//! UDP front end for the coordinator
//!
//! One task reads packets off the socket and hands each request to its own
//! task, which calls into the `CoordinatorHandle` and answers the sender.
//! Ordering between mutations is decided by the actor mailbox, not here.

use crate::actor::CoordinatorHandle;
use crate::error::CoordinatorError;
use log::{debug, error, info, warn};
use shared::transport::{send_packet_impl, send_response};
use shared::{Datagram, Packet, Request, Response, MAX_PACKET_SIZE};
use std::collections::HashMap;
use std::net::SocketAddr;
use std::sync::{Arc, Mutex};
use std::time::Duration;
use tokio::net::UdpSocket;
use tokio::sync::mpsc;
use tokio::task::JoinHandle;

/// Messages sent from network tasks to the main loop
#[derive(Debug)]
pub enum ServerMessage {
    PacketReceived { packet: Packet, addr: SocketAddr },
    #[allow(dead_code)]
    Shutdown,
}

type Subscriptions = Arc<Mutex<HashMap<SocketAddr, JoinHandle<()>>>>;

/// Smallest accepted stats push interval.
const MIN_STATS_INTERVAL: Duration = Duration::from_millis(50);

pub struct CoordinatorServer {
    socket: Arc<UdpSocket>,
    handle: CoordinatorHandle,
    subscriptions: Subscriptions,
    server_tx: mpsc::UnboundedSender<ServerMessage>,
    server_rx: mpsc::UnboundedReceiver<ServerMessage>,
}

impl CoordinatorServer {
    pub async fn bind(
        addr: SocketAddr,
        handle: CoordinatorHandle,
    ) -> Result<Self, Box<dyn std::error::Error>> {
        let socket = Arc::new(UdpSocket::bind(addr).await?);
        info!("Coordinator listening on {}", socket.local_addr()?);

        let (server_tx, server_rx) = mpsc::unbounded_channel();

        Ok(CoordinatorServer {
            socket,
            handle,
            subscriptions: Arc::new(Mutex::new(HashMap::new())),
            server_tx,
            server_rx,
        })
    }

    pub fn local_addr(&self) -> std::io::Result<SocketAddr> {
        self.socket.local_addr()
    }

    /// Spawns task that continuously listens for incoming packets
    fn spawn_network_receiver(&self) {
        let socket = Arc::clone(&self.socket);
        let server_tx = self.server_tx.clone();

        tokio::spawn(async move {
            let mut buffer = vec![0u8; MAX_PACKET_SIZE];

            loop {
                match socket.recv_from(&mut buffer).await {
                    Ok((len, addr)) => match Packet::decode(&buffer[..len]) {
                        Ok(packet) => {
                            if let Err(e) =
                                server_tx.send(ServerMessage::PacketReceived { packet, addr })
                            {
                                error!("Failed to send packet to main loop: {}", e);
                                break;
                            }
                        }
                        Err(e) => warn!("Failed to deserialize packet from {}: {}", addr, e),
                    },
                    Err(e) => {
                        debug!("Error receiving packet: {}", e);
                        tokio::time::sleep(Duration::from_millis(10)).await;
                    }
                }
            }
        });
    }

    /// Main loop; returns when the receiver stops.
    pub async fn run(&mut self) -> Result<(), Box<dyn std::error::Error>> {
        self.spawn_network_receiver();

        loop {
            match self.server_rx.recv().await {
                Some(ServerMessage::PacketReceived {
                    packet: Packet::Request { request_id, body },
                    addr,
                }) => {
                    let socket = Arc::clone(&self.socket);
                    let handle = self.handle.clone();
                    let subscriptions = Arc::clone(&self.subscriptions);

                    tokio::spawn(async move {
                        let response =
                            handle_request(&socket, &handle, &subscriptions, body, addr).await;
                        if let Err(e) = send_response(&socket, request_id, response, addr).await {
                            warn!("Failed to answer {}: {}", addr, e);
                        }
                    });
                }
                Some(ServerMessage::PacketReceived { addr, .. }) => {
                    warn!("Unexpected packet type from {}", addr);
                }
                Some(ServerMessage::Shutdown) | None => {
                    info!("Coordinator shutting down");
                    break;
                }
            }
        }

        self.stop_subscriptions();
        Ok(())
    }

    fn stop_subscriptions(&self) {
        if let Ok(mut subscriptions) = self.subscriptions.lock() {
            for (_, task) in subscriptions.drain() {
                task.abort();
            }
        }
    }
}

fn into_response<T>(
    result: Result<T, CoordinatorError>,
    ok: impl FnOnce(T) -> Response,
) -> Response {
    match result {
        Ok(value) => ok(value),
        Err(e) => {
            if matches!(e, CoordinatorError::Persistence(_)) {
                error!("Coordinator write failed: {}", e);
            }
            Response::Error(e.to_remote())
        }
    }
}

async fn handle_request(
    socket: &Arc<UdpSocket>,
    handle: &CoordinatorHandle,
    subscriptions: &Subscriptions,
    request: Request,
    addr: SocketAddr,
) -> Response {
    match request {
        Request::Ping { timestamp } => Response::Pong { timestamp },
        Request::RegisterServer {
            server_id,
            endpoint,
        } => into_response(
            handle.register_server(server_id, endpoint).await,
            Response::Zone,
        ),
        Request::UnregisterServer { server_id } => {
            into_response(handle.unregister_server(server_id).await, |_| Response::Ack)
        }
        Request::Heartbeat { server_id } => {
            into_response(handle.heartbeat(server_id).await, |_| Response::Ack)
        }
        Request::InitiateTransfer {
            player_id,
            position,
        } => into_response(
            handle.initiate_transfer(player_id, position).await,
            Response::Directive,
        ),
        Request::CompleteTransfer {
            player_id,
            server_id,
        } => into_response(
            handle.complete_transfer(player_id, server_id).await,
            |_| Response::Ack,
        ),
        Request::UpdatePlayer { record } => {
            into_response(handle.update_player(record).await, |_| Response::Ack)
        }
        Request::ResetPlayers => into_response(handle.reset_players().await, |_| Response::Ack),
        Request::GetServerForPosition { position } => into_response(
            handle.get_server_for_position(position).await,
            Response::Server,
        ),
        Request::ReportZoneStats { zone, stats } => into_response(
            handle.report_zone_stats(zone, stats).await,
            |_| Response::Ack,
        ),
        Request::SubscribeZoneStats { interval_ms } => {
            let every = Duration::from_millis(interval_ms).max(MIN_STATS_INTERVAL);
            subscribe(socket, handle, subscriptions, addr, every);
            Response::Ack
        }
        Request::UnsubscribeZoneStats => {
            if let Ok(mut subscriptions) = subscriptions.lock() {
                if let Some(task) = subscriptions.remove(&addr) {
                    task.abort();
                    info!("Stats subscriber {} left", addr);
                }
            }
            Response::Ack
        }
        Request::TransferEntityIn { .. } | Request::Join { .. } | Request::Leave { .. } => {
            Response::Error(shared::RemoteError::Protocol(
                "zone server request sent to coordinator".to_string(),
            ))
        }
    }
}

/// Starts (or restarts) a push of aggregated stats to `addr`.
fn subscribe(
    socket: &Arc<UdpSocket>,
    handle: &CoordinatorHandle,
    subscriptions: &Subscriptions,
    addr: SocketAddr,
    every: Duration,
) {
    let mut stream = handle.stream_zone_statistics(every);
    let socket = Arc::clone(socket);

    let task = tokio::spawn(async move {
        while let Some(stats) = stream.recv().await {
            let packet = Packet::Datagram(Datagram::ZoneStatistics(stats));
            if let Err(e) = send_packet_impl(&socket, &packet, addr).await {
                debug!("Stats push to {} failed: {}", addr, e);
            }
        }
    });

    if let Ok(mut subscriptions) = subscriptions.lock() {
        if let Some(previous) = subscriptions.insert(addr, task) {
            previous.abort();
        }
        info!("Stats subscriber {} every {:?}", addr, every);
    }
}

********************

Problem requirements: Check each line of the listing above for the string "ServerMessage", and report how many lines contain it, as a number alone.

Answer space: 7